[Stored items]
####################
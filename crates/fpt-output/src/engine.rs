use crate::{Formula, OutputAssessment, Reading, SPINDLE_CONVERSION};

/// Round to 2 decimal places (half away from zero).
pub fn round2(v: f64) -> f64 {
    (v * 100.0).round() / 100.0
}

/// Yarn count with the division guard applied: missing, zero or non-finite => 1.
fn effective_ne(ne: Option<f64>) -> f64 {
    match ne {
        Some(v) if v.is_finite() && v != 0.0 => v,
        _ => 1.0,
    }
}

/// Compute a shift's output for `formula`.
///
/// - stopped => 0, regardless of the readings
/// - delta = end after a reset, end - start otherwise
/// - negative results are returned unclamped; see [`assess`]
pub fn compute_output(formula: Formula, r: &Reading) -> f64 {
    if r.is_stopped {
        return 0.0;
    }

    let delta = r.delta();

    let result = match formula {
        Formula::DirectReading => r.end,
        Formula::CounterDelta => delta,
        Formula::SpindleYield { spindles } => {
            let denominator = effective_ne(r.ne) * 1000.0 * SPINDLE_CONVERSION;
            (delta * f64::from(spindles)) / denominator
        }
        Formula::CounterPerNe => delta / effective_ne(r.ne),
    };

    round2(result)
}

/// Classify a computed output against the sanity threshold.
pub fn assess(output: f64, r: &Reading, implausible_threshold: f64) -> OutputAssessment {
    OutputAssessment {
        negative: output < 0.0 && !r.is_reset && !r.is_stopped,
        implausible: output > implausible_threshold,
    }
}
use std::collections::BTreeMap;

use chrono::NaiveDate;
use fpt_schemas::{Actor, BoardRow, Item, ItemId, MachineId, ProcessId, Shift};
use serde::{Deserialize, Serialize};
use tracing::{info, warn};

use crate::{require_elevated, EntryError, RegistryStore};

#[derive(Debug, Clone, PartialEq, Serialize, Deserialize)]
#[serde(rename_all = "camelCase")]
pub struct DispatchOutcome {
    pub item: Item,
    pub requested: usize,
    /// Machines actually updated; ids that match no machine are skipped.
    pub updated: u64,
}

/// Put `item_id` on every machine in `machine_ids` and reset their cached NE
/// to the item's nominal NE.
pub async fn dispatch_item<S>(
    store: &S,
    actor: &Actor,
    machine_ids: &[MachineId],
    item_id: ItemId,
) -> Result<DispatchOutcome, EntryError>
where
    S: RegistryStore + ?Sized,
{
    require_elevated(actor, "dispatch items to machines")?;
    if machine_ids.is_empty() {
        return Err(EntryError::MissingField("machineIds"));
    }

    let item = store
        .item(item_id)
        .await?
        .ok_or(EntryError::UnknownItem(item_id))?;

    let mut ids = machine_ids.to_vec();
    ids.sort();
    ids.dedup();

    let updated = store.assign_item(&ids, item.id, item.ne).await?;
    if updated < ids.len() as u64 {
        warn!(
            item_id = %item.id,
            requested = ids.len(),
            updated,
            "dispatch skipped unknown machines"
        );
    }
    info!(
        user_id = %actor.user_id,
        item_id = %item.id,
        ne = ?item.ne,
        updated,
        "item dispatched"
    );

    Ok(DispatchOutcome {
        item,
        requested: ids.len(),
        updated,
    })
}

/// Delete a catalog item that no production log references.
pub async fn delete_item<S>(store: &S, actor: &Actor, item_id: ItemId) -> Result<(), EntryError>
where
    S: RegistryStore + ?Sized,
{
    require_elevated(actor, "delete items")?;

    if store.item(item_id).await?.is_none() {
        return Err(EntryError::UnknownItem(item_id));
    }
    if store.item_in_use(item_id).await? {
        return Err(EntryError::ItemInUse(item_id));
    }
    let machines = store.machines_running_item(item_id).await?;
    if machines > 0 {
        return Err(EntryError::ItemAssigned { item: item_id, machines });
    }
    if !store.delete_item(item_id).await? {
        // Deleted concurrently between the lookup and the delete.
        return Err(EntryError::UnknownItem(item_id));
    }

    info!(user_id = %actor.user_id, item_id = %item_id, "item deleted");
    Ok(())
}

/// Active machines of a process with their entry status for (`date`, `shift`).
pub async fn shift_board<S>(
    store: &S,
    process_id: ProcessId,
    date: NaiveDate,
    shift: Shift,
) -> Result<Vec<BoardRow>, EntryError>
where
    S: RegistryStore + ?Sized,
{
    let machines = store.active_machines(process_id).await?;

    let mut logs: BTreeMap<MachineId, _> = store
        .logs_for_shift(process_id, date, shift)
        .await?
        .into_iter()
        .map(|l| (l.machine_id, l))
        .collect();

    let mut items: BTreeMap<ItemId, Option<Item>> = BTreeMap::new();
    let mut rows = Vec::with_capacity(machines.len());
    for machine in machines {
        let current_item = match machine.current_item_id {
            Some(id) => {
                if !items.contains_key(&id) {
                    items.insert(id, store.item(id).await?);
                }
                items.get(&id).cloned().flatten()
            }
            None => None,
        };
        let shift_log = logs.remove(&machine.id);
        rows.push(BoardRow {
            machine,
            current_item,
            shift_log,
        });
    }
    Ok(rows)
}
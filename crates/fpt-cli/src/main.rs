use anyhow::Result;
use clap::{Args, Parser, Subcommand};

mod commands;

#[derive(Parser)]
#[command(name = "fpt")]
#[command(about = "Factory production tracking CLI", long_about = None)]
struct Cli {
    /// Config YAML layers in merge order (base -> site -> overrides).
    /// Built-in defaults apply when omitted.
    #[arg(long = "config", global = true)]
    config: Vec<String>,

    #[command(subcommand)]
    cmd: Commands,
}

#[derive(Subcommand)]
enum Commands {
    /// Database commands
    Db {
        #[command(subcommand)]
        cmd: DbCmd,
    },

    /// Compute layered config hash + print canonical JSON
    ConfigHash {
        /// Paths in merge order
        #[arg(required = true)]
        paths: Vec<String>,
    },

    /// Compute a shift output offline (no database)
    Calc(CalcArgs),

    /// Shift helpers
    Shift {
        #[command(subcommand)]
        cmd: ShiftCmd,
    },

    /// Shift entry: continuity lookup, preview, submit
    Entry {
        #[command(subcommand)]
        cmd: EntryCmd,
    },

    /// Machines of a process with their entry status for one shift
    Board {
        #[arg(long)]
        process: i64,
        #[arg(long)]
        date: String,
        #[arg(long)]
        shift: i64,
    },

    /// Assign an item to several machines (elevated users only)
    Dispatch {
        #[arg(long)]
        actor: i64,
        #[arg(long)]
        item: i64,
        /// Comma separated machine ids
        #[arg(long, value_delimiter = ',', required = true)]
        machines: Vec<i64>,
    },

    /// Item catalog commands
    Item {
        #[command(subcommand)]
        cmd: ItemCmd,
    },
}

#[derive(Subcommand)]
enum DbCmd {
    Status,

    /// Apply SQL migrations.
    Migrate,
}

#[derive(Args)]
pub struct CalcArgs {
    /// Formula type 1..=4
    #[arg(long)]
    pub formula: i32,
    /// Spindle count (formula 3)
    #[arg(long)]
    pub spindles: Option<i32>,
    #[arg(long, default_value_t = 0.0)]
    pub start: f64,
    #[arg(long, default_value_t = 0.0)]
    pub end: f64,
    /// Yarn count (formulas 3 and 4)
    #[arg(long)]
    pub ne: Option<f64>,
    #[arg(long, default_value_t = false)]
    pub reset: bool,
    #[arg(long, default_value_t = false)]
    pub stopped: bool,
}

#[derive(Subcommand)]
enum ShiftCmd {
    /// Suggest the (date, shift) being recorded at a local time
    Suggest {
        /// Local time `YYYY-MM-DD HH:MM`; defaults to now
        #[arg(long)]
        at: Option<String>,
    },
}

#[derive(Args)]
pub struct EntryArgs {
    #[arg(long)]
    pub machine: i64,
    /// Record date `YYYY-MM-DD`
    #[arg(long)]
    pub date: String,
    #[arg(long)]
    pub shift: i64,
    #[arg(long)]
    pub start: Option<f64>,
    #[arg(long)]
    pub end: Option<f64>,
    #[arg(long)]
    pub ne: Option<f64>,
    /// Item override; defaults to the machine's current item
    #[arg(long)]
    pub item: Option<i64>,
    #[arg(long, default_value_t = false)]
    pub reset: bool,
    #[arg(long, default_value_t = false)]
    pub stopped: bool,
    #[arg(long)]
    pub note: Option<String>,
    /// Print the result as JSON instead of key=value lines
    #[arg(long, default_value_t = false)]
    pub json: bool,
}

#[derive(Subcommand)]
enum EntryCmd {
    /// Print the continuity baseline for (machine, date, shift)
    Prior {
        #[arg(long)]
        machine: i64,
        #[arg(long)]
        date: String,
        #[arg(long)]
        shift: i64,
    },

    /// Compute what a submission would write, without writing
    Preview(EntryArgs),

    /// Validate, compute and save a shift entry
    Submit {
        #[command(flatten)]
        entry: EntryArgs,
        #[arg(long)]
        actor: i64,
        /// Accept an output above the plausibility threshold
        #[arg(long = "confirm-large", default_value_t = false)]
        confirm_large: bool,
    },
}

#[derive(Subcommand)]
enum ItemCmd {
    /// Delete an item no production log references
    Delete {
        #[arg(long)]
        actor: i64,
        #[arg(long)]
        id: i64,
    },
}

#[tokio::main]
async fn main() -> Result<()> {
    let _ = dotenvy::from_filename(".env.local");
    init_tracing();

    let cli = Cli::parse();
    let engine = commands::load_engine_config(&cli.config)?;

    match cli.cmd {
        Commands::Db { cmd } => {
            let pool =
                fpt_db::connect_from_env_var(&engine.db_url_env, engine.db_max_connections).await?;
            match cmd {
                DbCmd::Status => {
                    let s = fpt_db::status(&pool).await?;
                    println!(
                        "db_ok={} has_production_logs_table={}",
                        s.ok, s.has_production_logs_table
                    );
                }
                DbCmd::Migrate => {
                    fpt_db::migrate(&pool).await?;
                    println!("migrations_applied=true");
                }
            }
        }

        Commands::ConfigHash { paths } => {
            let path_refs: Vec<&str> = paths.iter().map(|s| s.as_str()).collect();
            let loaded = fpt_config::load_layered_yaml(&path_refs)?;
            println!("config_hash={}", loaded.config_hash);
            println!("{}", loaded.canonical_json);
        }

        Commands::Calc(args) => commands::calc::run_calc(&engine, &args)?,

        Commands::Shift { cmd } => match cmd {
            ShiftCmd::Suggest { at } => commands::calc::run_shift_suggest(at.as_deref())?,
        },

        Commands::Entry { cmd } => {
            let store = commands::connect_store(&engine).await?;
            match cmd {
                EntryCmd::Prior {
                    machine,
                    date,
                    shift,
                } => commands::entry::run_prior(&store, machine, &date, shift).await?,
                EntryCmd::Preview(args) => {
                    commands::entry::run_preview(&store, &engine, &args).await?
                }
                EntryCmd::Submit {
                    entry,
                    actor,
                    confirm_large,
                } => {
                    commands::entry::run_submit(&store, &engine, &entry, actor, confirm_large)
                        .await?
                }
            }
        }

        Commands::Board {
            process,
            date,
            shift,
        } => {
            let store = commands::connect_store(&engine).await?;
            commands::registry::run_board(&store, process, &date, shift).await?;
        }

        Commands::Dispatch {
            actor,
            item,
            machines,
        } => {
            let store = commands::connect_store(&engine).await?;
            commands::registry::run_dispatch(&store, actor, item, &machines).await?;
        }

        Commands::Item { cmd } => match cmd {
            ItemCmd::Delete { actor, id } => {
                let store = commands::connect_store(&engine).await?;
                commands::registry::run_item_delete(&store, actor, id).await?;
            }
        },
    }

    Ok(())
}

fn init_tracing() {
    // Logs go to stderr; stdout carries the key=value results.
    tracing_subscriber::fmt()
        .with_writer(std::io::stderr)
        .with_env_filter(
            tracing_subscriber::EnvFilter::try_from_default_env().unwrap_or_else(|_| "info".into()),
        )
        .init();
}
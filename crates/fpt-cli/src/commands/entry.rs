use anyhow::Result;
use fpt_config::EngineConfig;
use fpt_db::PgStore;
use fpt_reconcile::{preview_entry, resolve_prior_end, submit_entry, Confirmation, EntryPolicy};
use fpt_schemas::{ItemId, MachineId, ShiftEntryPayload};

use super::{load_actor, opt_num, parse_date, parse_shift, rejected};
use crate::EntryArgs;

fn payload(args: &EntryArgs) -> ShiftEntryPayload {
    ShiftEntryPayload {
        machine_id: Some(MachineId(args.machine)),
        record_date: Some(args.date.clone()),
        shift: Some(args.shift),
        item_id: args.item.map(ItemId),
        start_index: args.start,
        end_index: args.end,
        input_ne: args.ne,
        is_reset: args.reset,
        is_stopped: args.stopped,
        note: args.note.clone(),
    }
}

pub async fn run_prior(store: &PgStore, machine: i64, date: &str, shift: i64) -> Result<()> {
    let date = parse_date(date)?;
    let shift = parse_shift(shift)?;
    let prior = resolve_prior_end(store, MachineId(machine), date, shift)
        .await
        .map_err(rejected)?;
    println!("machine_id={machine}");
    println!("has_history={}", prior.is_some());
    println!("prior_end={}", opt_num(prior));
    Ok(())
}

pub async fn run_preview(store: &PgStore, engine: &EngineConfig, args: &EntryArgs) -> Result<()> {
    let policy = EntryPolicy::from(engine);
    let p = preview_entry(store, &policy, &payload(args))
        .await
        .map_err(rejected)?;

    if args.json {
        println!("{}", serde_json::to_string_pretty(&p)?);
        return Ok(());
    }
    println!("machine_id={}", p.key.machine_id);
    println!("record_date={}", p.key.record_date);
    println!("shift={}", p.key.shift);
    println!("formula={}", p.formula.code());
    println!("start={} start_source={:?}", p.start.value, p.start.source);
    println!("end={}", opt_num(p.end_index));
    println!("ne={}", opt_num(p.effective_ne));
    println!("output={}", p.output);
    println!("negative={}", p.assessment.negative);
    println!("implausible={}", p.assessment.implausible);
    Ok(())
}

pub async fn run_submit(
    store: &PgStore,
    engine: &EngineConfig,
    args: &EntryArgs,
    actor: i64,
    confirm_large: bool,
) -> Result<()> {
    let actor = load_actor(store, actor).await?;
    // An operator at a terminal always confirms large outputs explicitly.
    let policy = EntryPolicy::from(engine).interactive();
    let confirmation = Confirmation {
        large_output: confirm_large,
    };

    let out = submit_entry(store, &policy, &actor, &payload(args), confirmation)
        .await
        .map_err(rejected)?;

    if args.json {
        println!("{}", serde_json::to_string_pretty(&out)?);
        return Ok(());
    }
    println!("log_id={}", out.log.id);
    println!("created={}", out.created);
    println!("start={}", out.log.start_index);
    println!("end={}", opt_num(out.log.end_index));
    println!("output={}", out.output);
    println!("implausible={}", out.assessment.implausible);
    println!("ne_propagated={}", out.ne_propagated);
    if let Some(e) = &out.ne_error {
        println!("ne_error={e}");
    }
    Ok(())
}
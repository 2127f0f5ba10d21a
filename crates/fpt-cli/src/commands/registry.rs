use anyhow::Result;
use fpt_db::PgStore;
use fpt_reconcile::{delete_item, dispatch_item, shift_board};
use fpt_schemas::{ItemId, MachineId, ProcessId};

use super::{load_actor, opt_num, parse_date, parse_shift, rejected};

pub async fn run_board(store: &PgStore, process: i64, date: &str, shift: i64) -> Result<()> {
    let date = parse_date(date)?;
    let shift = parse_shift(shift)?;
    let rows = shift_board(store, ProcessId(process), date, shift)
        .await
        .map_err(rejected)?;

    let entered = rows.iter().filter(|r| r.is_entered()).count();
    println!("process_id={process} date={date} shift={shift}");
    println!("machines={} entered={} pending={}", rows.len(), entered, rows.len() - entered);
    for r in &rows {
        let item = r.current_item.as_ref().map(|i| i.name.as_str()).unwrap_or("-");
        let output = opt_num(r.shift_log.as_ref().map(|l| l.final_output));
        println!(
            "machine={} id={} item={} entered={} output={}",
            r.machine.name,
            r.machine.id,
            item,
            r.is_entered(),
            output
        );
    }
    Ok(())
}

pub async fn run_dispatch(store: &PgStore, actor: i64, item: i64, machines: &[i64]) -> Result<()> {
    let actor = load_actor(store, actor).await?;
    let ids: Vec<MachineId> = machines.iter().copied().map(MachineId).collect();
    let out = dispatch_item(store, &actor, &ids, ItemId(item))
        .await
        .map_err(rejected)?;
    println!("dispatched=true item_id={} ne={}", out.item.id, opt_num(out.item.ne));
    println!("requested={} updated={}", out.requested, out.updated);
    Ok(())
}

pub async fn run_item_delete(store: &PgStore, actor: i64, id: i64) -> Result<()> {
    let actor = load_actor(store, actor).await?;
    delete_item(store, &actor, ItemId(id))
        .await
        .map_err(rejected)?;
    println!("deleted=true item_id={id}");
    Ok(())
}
####################
**Your goal:**
Copy every line from the records above that contains the word "DbCmd".

**Answer below:**
        cmd: DbCmd,
enum DbCmd {
                DbCmd::Status => {
                DbCmd::Migrate => {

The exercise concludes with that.